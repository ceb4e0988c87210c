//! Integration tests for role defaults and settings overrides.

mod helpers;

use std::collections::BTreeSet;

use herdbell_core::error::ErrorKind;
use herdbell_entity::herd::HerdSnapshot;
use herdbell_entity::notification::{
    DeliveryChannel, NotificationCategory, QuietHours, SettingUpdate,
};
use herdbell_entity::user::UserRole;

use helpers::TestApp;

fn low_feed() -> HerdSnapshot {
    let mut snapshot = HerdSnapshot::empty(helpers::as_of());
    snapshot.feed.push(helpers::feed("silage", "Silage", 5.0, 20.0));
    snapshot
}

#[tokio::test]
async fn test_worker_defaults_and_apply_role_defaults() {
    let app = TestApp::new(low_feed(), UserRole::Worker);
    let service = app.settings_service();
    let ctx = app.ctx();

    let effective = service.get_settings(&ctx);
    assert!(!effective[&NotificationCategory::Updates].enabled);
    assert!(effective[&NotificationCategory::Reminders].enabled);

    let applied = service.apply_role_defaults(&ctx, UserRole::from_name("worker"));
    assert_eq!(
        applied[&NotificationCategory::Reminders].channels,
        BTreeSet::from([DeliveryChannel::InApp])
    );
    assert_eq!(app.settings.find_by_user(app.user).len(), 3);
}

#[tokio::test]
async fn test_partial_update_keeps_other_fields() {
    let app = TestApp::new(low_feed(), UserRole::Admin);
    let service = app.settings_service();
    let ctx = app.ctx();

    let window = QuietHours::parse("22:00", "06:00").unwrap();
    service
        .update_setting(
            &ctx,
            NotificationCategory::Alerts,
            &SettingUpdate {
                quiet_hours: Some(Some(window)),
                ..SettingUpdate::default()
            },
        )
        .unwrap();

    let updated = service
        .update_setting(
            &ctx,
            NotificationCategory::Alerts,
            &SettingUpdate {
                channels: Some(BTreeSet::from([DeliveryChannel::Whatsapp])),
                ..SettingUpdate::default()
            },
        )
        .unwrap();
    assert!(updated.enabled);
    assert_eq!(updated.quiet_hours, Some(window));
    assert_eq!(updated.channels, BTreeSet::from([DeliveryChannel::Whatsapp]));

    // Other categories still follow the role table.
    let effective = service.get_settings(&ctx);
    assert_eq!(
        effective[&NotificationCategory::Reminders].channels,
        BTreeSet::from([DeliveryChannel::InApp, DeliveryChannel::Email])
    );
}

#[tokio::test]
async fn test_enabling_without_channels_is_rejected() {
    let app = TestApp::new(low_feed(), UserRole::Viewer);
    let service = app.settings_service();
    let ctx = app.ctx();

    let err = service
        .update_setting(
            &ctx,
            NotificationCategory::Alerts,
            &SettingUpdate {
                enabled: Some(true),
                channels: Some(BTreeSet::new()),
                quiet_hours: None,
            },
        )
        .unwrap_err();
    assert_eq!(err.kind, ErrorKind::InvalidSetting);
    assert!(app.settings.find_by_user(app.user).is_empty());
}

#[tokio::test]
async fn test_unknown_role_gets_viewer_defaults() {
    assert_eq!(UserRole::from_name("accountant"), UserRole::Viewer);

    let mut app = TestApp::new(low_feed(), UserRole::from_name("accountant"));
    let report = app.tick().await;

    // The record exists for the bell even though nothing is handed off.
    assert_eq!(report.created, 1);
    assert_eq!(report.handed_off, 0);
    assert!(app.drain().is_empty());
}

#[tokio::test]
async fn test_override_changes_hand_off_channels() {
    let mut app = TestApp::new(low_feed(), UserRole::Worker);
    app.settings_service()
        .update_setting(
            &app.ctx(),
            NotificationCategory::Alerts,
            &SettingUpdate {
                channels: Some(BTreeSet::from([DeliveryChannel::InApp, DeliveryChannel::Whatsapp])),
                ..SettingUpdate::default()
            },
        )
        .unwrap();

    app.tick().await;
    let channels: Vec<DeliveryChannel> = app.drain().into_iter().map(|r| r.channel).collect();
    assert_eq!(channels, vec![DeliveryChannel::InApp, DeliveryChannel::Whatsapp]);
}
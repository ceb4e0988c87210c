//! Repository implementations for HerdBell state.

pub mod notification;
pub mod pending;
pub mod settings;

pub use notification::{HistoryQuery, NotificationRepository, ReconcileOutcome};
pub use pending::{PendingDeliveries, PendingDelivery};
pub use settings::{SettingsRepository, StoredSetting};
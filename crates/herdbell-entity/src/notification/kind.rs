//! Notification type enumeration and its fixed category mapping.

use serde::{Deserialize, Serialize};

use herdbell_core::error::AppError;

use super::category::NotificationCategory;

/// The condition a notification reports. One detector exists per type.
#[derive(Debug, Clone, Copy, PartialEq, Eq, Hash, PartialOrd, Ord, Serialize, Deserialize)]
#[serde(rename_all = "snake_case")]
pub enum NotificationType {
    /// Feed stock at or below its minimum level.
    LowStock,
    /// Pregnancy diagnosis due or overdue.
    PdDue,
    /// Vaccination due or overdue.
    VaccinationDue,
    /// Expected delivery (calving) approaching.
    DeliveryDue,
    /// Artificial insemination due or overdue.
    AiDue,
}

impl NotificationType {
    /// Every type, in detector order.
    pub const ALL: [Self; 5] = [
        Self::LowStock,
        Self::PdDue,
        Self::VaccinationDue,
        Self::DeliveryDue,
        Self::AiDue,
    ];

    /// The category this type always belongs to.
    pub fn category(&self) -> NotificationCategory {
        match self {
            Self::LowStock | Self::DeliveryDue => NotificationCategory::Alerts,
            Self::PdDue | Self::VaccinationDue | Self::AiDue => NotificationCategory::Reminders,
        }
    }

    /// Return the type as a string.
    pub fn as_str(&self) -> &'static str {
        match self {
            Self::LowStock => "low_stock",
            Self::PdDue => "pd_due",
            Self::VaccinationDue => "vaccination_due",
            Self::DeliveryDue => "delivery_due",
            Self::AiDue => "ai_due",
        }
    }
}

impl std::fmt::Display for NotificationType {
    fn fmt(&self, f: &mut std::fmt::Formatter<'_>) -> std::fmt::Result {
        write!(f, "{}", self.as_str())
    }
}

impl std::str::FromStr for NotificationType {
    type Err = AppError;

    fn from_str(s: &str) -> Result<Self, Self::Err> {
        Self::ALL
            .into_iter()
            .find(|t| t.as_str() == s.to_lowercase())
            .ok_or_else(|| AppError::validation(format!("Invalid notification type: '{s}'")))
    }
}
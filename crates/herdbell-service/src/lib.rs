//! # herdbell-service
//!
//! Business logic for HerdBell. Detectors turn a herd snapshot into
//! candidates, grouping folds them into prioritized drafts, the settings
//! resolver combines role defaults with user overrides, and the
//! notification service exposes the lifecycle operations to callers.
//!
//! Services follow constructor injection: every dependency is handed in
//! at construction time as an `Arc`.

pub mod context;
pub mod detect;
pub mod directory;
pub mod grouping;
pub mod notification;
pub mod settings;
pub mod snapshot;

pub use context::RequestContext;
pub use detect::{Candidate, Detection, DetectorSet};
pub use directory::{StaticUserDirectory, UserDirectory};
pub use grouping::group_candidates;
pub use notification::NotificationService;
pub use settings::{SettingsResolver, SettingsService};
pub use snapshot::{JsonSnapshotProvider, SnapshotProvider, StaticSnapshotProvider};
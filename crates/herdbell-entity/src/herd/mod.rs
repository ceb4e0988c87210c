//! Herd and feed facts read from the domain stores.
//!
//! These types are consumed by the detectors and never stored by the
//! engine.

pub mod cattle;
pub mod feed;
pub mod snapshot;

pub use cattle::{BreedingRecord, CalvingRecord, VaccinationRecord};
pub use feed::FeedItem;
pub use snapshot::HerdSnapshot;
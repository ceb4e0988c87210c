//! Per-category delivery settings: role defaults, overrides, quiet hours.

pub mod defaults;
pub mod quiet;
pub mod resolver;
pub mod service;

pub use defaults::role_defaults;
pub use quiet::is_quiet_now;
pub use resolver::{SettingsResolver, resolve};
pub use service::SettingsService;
◆ ◆ ◆ ◆ ◆
◆ Task brief
Using the listing above, write every line out again exactly.

◆ Answer for this exercise
repository ceb4e0988c87210c
//! Integration tests for role defaults and settings overrides.

mod helpers;

use std::collections::BTreeSet;

use herdbell_core::error::ErrorKind;
use herdbell_entity::herd::HerdSnapshot;
use herdbell_entity::notification::{
    DeliveryChannel, NotificationCategory, QuietHours, SettingUpdate,
};
use herdbell_entity::user::UserRole;

use helpers::TestApp;

fn low_feed() -> HerdSnapshot {
    let mut snapshot = HerdSnapshot::empty(helpers::as_of());
    snapshot.feed.push(helpers::feed("silage", "Silage", 5.0, 20.0));
    snapshot
}

#[tokio::test]
async fn test_worker_defaults_and_apply_role_defaults() {
    let app = TestApp::new(low_feed(), UserRole::Worker);
    let service = app.settings_service();
    let ctx = app.ctx();

    let effective = service.get_settings(&ctx);
    assert!(!effective[&NotificationCategory::Updates].enabled);
    assert!(effective[&NotificationCategory::Reminders].enabled);

    let applied = service.apply_role_defaults(&ctx, UserRole::from_name("worker"));
    assert_eq!(
        applied[&NotificationCategory::Reminders].channels,
        BTreeSet::from([DeliveryChannel::InApp])
    );
    assert_eq!(app.settings.find_by_user(app.user).len(), 3);
}

#[tokio::test]
async fn test_partial_update_keeps_other_fields() {
    let app = TestApp::new(low_feed(), UserRole::Admin);
    let service = app.settings_service();
    let ctx = app.ctx();

    let window = QuietHours::parse("22:00", "06:00").unwrap();
    service
        .update_setting(
            &ctx,
            NotificationCategory::Alerts,
            &SettingUpdate {
                quiet_hours: Some(Some(window)),
                ..SettingUpdate::default()
            },
        )
        .unwrap();

    let updated = service
        .update_setting(
            &ctx,
            NotificationCategory::Alerts,
            &SettingUpdate {
                channels: Some(BTreeSet::from([DeliveryChannel::Whatsapp])),
                ..SettingUpdate::default()
            },
        )
        .unwrap();
    assert!(updated.enabled);
    assert_eq!(updated.quiet_hours, Some(window));
    assert_eq!(updated.channels, BTreeSet::from([DeliveryChannel::Whatsapp]));

    // Other categories still follow the role table.
    let effective = service.get_settings(&ctx);
    assert_eq!(
        effective[&NotificationCategory::Reminders].channels,
        BTreeSet::from([DeliveryChannel::InApp, DeliveryChannel::Email])
    );
}

#[tokio::test]
async fn test_enabling_without_channels_is_rejected() {
    let app = TestApp::new(low_feed(), UserRole::Viewer);
    let service = app.settings_service();
    let ctx = app.ctx();

    let err = service
        .update_setting(
            &ctx,
            NotificationCategory::Alerts,
            &SettingUpdate {
                enabled: Some(true),
                channels: Some(BTreeSet::new()),
                quiet_hours: None,
            },
        )
        .unwrap_err();
    assert_eq!(err.kind, ErrorKind::InvalidSetting);
    assert!(app.settings.find_by_user(app.user).is_empty());
}

#[tokio::test]
async fn test_unknown_role_gets_viewer_defaults() {
    assert_eq!(UserRole::from_name("accountant"), UserRole::Viewer);

    let mut app = TestApp::new(low_feed(), UserRole::from_name("accountant"));
    let report = app.tick().await;

    // The record exists for the bell even though nothing is handed off.
    assert_eq!(report.created, 1);
    assert_eq!(report.handed_off, 0);
    assert!(app.drain().is_empty());
}

#[tokio::test]
async fn test_override_changes_hand_off_channels() {
    let mut app = TestApp::new(low_feed(), UserRole::Worker);
    app.settings_service()
        .update_setting(
            &app.ctx(),
            NotificationCategory::Alerts,
            &SettingUpdate {
                channels: Some(BTreeSet::from([DeliveryChannel::InApp, DeliveryChannel::Whatsapp])),
                ..SettingUpdate::default()
            },
        )
        .unwrap();

    app.tick().await;
    let channels: Vec<DeliveryChannel> = app.drain().into_iter().map(|r| r.channel).collect();
    assert_eq!(channels, vec![DeliveryChannel::InApp, DeliveryChannel::Whatsapp]);
}
repository ceb4e0988c87210c
//! Repository implementations for HerdBell state.

pub mod notification;
pub mod pending;
pub mod settings;

pub use notification::{HistoryQuery, NotificationRepository, ReconcileOutcome};
pub use pending::{PendingDeliveries, PendingDelivery};
pub use settings::{SettingsRepository, StoredSetting};
filename crates/herdbell-entity/src/notification/kind.rs
//! Notification type enumeration and its fixed category mapping.

use serde::{Deserialize, Serialize};

use herdbell_core::error::AppError;

use super::category::NotificationCategory;

/// The condition a notification reports. One detector exists per type.
#[derive(Debug, Clone, Copy, PartialEq, Eq, Hash, PartialOrd, Ord, Serialize, Deserialize)]
#[serde(rename_all = "snake_case")]
pub enum NotificationType {
    /// Feed stock at or below its minimum level.
    LowStock,
    /// Pregnancy diagnosis due or overdue.
    PdDue,
    /// Vaccination due or overdue.
    VaccinationDue,
    /// Expected delivery (calving) approaching.
    DeliveryDue,
    /// Artificial insemination due or overdue.
    AiDue,
}

impl NotificationType {
    /// Every type, in detector order.
    pub const ALL: [Self; 5] = [
        Self::LowStock,
        Self::PdDue,
        Self::VaccinationDue,
        Self::DeliveryDue,
        Self::AiDue,
    ];

    /// The category this type always belongs to.
    pub fn category(&self) -> NotificationCategory {
        match self {
            Self::LowStock | Self::DeliveryDue => NotificationCategory::Alerts,
            Self::PdDue | Self::VaccinationDue | Self::AiDue => NotificationCategory::Reminders,
        }
    }

    /// Return the type as a string.
    pub fn as_str(&self) -> &'static str {
        match self {
            Self::LowStock => "low_stock",
            Self::PdDue => "pd_due",
            Self::VaccinationDue => "vaccination_due",
            Self::DeliveryDue => "delivery_due",
            Self::AiDue => "ai_due",
        }
    }
}

impl std::fmt::Display for NotificationType {
    fn fmt(&self, f: &mut std::fmt::Formatter<'_>) -> std::fmt::Result {
        write!(f, "{}", self.as_str())
    }
}

impl std::str::FromStr for NotificationType {
    type Err = AppError;

    fn from_str(s: &str) -> Result<Self, Self::Err> {
        Self::ALL
            .into_iter()
            .find(|t| t.as_str() == s.to_lowercase())
            .ok_or_else(|| AppError::validation(format!("Invalid notification type: '{s}'")))
    }
}
filename crates/herdbell-service/src/lib.rs
//! # herdbell-service
//!
//! Business logic for HerdBell. Detectors turn a herd snapshot into
//! candidates, grouping folds them into prioritized drafts, the settings
//! resolver combines role defaults with user overrides, and the
//! notification service exposes the lifecycle operations to callers.
//!
//! Services follow constructor injection: every dependency is handed in
//! at construction time as an `Arc`.

pub mod context;
pub mod detect;
pub mod directory;
pub mod grouping;
pub mod notification;
pub mod settings;
pub mod snapshot;

pub use context::RequestContext;
pub use detect::{Candidate, Detection, DetectorSet};
pub use directory::{StaticUserDirectory, UserDirectory};
pub use grouping::group_candidates;
pub use notification::NotificationService;
pub use settings::{SettingsResolver, SettingsService};
pub use snapshot::{JsonSnapshotProvider, SnapshotProvider, StaticSnapshotProvider};
filename crates/herdbell-entity/src/herd/mod.rs
repository ceb4e0988c87210c
//! Herd and feed facts read from the domain stores.
//!
//! These types are consumed by the detectors and never stored by the
//! engine.

pub mod cattle;
pub mod feed;
pub mod snapshot;

pub use cattle::{BreedingRecord, CalvingRecord, VaccinationRecord};
pub use feed::FeedItem;
pub use snapshot::HerdSnapshot;
repository ceb4e0988c87210c
//! Per-category delivery settings: role defaults, overrides, quiet hours.

pub mod defaults;
pub mod quiet;
pub mod resolver;
pub mod service;

pub use defaults::role_defaults;
pub use quiet::is_quiet_now;
pub use resolver::{SettingsResolver, resolve};
pub use service::SettingsService;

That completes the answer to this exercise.